The second attraction of digital dating is that it's flexible. Busy this week? Contact them next week. Not comfortable having a thousand men pore over your profile? Go to HerWay.com where all the female profiles are hidden. The women go through the men's profiles and then decide who to contact. It avoids the problem some women have experienced of being "carpet bombed" by contacts from men. HerWay.com claims that it is at least five times more likely that online daters will successfully connect when a woman initiates contact. No kidding.
The third reason this scene works is that it's work. Filling out all that personal information, favorite songs, the three famous people from history you'd invite to dinner, etc., takes time and effort. So it's a self-selecting, goal-oriented group. Of course, the differences between men and women aren't erased by going online.
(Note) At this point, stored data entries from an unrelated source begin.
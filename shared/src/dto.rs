use serde::{Deserialize, Serialize};
use std::collections::BTreeMap;
use strum_macros::{Display, EnumString};

/// Whether the topic should exist after the run.
#[derive(
    Debug, Clone, Copy, Default, PartialEq, Eq, Serialize, Deserialize, Display, EnumString,
)]
#[serde(rename_all = "lowercase")]
#[strum(serialize_all = "lowercase")]
pub enum Presence {
    #[default]
    Present,
    Absent,
}

#[derive(Debug, Clone, PartialEq, Eq)]
pub struct DesiredState {
    pub topic: String,
    pub partitions: i32,
    pub replication_factor: i32,
    /// Topic-level config entries; empty means broker defaults.
    pub config: BTreeMap<String, String>,
    pub presence: Presence,
}

impl DesiredState {
    pub fn new(topic: impl Into<String>) -> Self {
        DesiredState {
            topic: topic.into(),
            partitions: 1,
            replication_factor: 1,
            config: BTreeMap::new(),
            presence: Presence::Present,
        }
    }

    pub fn with_partitions(mut self, partitions: i32) -> Self {
        self.partitions = partitions;
        self
    }

    pub fn with_replication_factor(mut self, replication_factor: i32) -> Self {
        self.replication_factor = replication_factor;
        self
    }

    pub fn with_config(mut self, config: BTreeMap<String, String>) -> Self {
        self.config = config;
        self
    }

    pub fn with_presence(mut self, presence: Presence) -> Self {
        self.presence = presence;
        self
    }
}

#[derive(Debug, Clone, Copy, PartialEq, Eq)]
pub struct ObservedState {
    pub exists: bool,
}

#[derive(Debug, Clone, Copy, PartialEq, Eq, Serialize, Display)]
#[serde(rename_all = "lowercase")]
#[strum(serialize_all = "lowercase")]
pub enum Action {
    Created,
    Deleted,
    Unchanged,
}

impl Action {
    pub fn changed(self) -> bool {
        !matches!(self, Action::Unchanged)
    }

    pub fn message(self) -> &'static str {
        match self {
            Action::Created => "created topic",
            Action::Deleted => "deleted topic",
            Action::Unchanged => "topic is in the desired state",
        }
    }
}

#[derive(Debug, Clone, PartialEq, Eq)]
pub struct ReconciliationResult {
    pub action: Action,
    pub topic: String,
    pub message: String,
}

impl ReconciliationResult {
    pub fn new(action: Action, topic: &str) -> Self {
        ReconciliationResult {
            action,
            topic: topic.to_string(),
            message: action.message().to_string(),
        }
    }

    pub fn payload(&self) -> TopicPayload {
        TopicPayload {
            topic: self.topic.clone(),
        }
    }
}

/// Payload reported alongside a successful run.
#[derive(Debug, Clone, PartialEq, Eq, Serialize, Deserialize)]
pub struct TopicPayload {
    pub topic: String,
}

#[cfg(test)]
mod tests {
    use super::*;
    use std::str::FromStr;

    #[test]
    fn presence_parses_lowercase() {
        assert_eq!(Presence::from_str("present").unwrap(), Presence::Present);
        assert_eq!(Presence::from_str("absent").unwrap(), Presence::Absent);
        assert!(Presence::from_str("gone").is_err());
        assert_eq!(Presence::Absent.to_string(), "absent");
    }

    #[test]
    fn desired_state_defaults() {
        let desired = DesiredState::new("orders");
        assert_eq!(desired.partitions, 1);
        assert_eq!(desired.replication_factor, 1);
        assert!(desired.config.is_empty());
        assert_eq!(desired.presence, Presence::Present);
    }

    #[test]
    fn result_messages() {
        let res = ReconciliationResult::new(Action::Unchanged, "orders");
        assert_eq!(res.message, "topic is in the desired state");
        assert!(!res.action.changed());
        assert_eq!(res.payload().topic, "orders");
        assert!(Action::Deleted.changed());
    }
}
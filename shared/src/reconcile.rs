//! Decides whether a topic has to be created, deleted or left alone and
//! performs at most one broker mutation accordingly.

use tracing::info;

use crate::dto::{Action, DesiredState, ObservedState, Presence, ReconciliationResult};
use crate::error::{MutationOp, Result, TopicError};
use crate::kafka::MutationPort;

fn validate(desired: &DesiredState) -> Result<()> {
    if desired.topic.is_empty() {
        return Err(TopicError::InvalidDesiredState("topic name is empty".into()));
    }
    if desired.partitions <= 0 {
        return Err(TopicError::InvalidDesiredState(format!(
            "partitions must be positive, got {}",
            desired.partitions
        )));
    }
    if desired.replication_factor <= 0 {
        return Err(TopicError::InvalidDesiredState(format!(
            "replication_factor must be positive, got {}",
            desired.replication_factor
        )));
    }
    Ok(())
}

/// Bring the topic to its desired presence given what the broker reported.
///
/// Existing topics are never altered: partition count, replication factor and
/// config drift all yield [`Action::Unchanged`].
pub async fn reconcile<P: MutationPort + ?Sized>(
    desired: &DesiredState,
    observed: ObservedState,
    port: &P,
) -> Result<ReconciliationResult> {
    validate(desired)?;
    decide(desired, observed, port).await
}

/// Observe the topic once, then reconcile it.
pub async fn apply<P: MutationPort + ?Sized>(
    desired: &DesiredState,
    port: &P,
) -> Result<ReconciliationResult> {
    // Invalid input must not reach the broker, not even for the existence check.
    validate(desired)?;
    let exists = port.topic_exists(&desired.topic).await?;
    decide(desired, ObservedState { exists }, port).await
}

async fn decide<P: MutationPort + ?Sized>(
    desired: &DesiredState,
    observed: ObservedState,
    port: &P,
) -> Result<ReconciliationResult> {
    let topic = desired.topic.as_str();
    let action = match (desired.presence, observed.exists) {
        (Presence::Present, false) => {
            port.create(
                topic,
                desired.partitions,
                desired.replication_factor,
                &desired.config,
            )
            .await
            .map_err(|e| TopicError::mutation(MutationOp::Create, e))?;
            Action::Created
        }
        (Presence::Absent, true) => {
            port.delete(topic)
                .await
                .map_err(|e| TopicError::mutation(MutationOp::Delete, e))?;
            Action::Deleted
        }
        _ => Action::Unchanged,
    };
    info!(topic = %topic, %action, "reconciliation finished");
    Ok(ReconciliationResult::new(action, topic))
}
According to the APS report, a study of 6,485 users of a major dating site found that men viewed three times more profiles than women did. That fact underscores one potential pitfall of online dating: It can turn into online shopping. The researchers warn that this can make people overly "judgmental" and picky. (So what if she likes Adele; go with it.) They also warn that too much digital dialogue can kill the buzz by generating unrealistic expectations before you meet: "He was so attentive online, but now he hardly calls."
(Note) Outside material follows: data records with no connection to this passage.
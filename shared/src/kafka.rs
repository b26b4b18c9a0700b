//! Kafka administration port used by the reconciler, plus its rdkafka-backed
//! implementation.

use async_trait::async_trait;
use rdkafka::admin::{AdminClient, AdminOptions, NewTopic, TopicReplication};
use rdkafka::client::DefaultClientContext;
use rdkafka::error::RDKafkaErrorCode;
use rdkafka::ClientConfig;
use std::collections::BTreeMap;
use std::sync::Arc;
use tracing::{debug, info, warn};

use crate::config::Settings;
use crate::error::{Result, TopicError};

/// Broker operations the reconciler depends on.
#[async_trait]
pub trait MutationPort: Send + Sync {
    async fn topic_exists(&self, topic: &str) -> Result<bool>;

    async fn create(
        &self,
        topic: &str,
        partitions: i32,
        replication_factor: i32,
        config: &BTreeMap<String, String>,
    ) -> Result<()>;

    async fn delete(&self, topic: &str) -> Result<()>;
}

/// Split a comma separated endpoint list, dropping blank entries.
pub fn parse_brokers(endpoints: &str) -> Vec<String> {
    endpoints
        .split(',')
        .map(str::trim)
        .filter(|s| !s.is_empty())
        .map(str::to_string)
        .collect()
}

/// Admin connection to a Kafka cluster. The underlying client is released on drop.
pub struct KafkaAdmin {
    admin: Arc<AdminClient<DefaultClientContext>>,
    settings: Settings,
}

impl KafkaAdmin {
    pub fn connect(brokers: &[String], settings: &Settings) -> Result<Self> {
        if brokers.is_empty() {
            return Err(TopicError::connection(
                "failed to create Kafka client",
                "no broker endpoints given",
            ));
        }
        let admin: AdminClient<_> = ClientConfig::new()
            .set("bootstrap.servers", brokers.join(","))
            .set("client.id", &settings.kafka_client_id)
            .create()
            .map_err(|e| TopicError::connection("failed to create Kafka client", e))?;
        debug!(brokers = %brokers.join(","), "kafka admin client created");
        Ok(KafkaAdmin {
            admin: Arc::new(admin),
            settings: settings.clone(),
        })
    }

    fn options(&self) -> AdminOptions {
        AdminOptions::new()
            .operation_timeout(Some(self.settings.operation_timeout()))
            .request_timeout(Some(self.settings.request_timeout()))
    }
}

#[async_trait]
impl MutationPort for KafkaAdmin {
    async fn topic_exists(&self, topic: &str) -> Result<bool> {
        // Asking for all topics avoids triggering broker-side auto creation.
        let admin = Arc::clone(&self.admin);
        let timeout = self.settings.metadata_timeout();
        let name = topic.to_string();
        let exists = tokio::task::spawn_blocking(move || {
            admin
                .inner()
                .fetch_metadata(None, timeout)
                .map(|metadata| metadata.topics().iter().any(|t| t.name() == name))
        })
        .await
        .map_err(|e| TopicError::connection("failed to check if topic exists", e))?
        .map_err(|e| TopicError::connection("failed to check if topic exists", e))?;
        debug!(topic = %topic, exists, "topic metadata fetched");
        Ok(exists)
    }

    async fn create(
        &self,
        topic: &str,
        partitions: i32,
        replication_factor: i32,
        config: &BTreeMap<String, String>,
    ) -> Result<()> {
        let new_topic = config.iter().fold(
            NewTopic::new(topic, partitions, TopicReplication::Fixed(replication_factor)),
            |t, (key, value)| t.set(key, value),
        );
        let results = self
            .admin
            .create_topics([&new_topic], &self.options())
            .await
            .map_err(|e| TopicError::connection("failed to reach Kafka cluster", e))?;
        for result in results {
            if let Err((name, err)) = result {
                warn!(topic = %name, %err, "broker rejected topic creation");
                return Err(TopicError::BrokerRejected {
                    topic: name,
                    code: err.to_string(),
                });
            }
        }
        info!(topic = %topic, partitions, replication_factor, "topic created");
        Ok(())
    }

    async fn delete(&self, topic: &str) -> Result<()> {
        let results = self
            .admin
            .delete_topics(&[topic], &self.options())
            .await
            .map_err(|e| TopicError::connection("failed to reach Kafka cluster", e))?;
        for result in results {
            match result {
                Ok(_) => {}
                Err((name, RDKafkaErrorCode::UnknownTopicOrPartition)) => {
                    info!(topic = %name, "topic already gone");
                }
                Err((name, err)) => {
                    warn!(topic = %name, %err, "broker rejected topic deletion");
                    return Err(TopicError::BrokerRejected {
                        topic: name,
                        code: err.to_string(),
                    });
                }
            }
        }
        info!(topic = %topic, "topic deleted");
        Ok(())
    }
}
Naturally, if you're not looking for a serious relationship and want to find someone right this minute, there's an app for that. At least two seem to be picking up, er, steam. Skout has 7 million members and works by introducing "like minded" singles to one another based on proximity. There's also SinglesAroundMe, a similar, international location-based mobile app. Others are Blendr and Grindr.
As for dating sites, no matter what you do, "You have to be honest," advises one woman who found her boyfriend of two years online. "You have to know what you want. And you have to know what you'll give up to get it," she told me. She and others also noted that you can ask some tough questions right up front, something you'd be unlikely to do face to face.
So now that online dating has gone mainstream, there's no excuse not to get out there. And you've still got a week to find a date for Valentine's Day.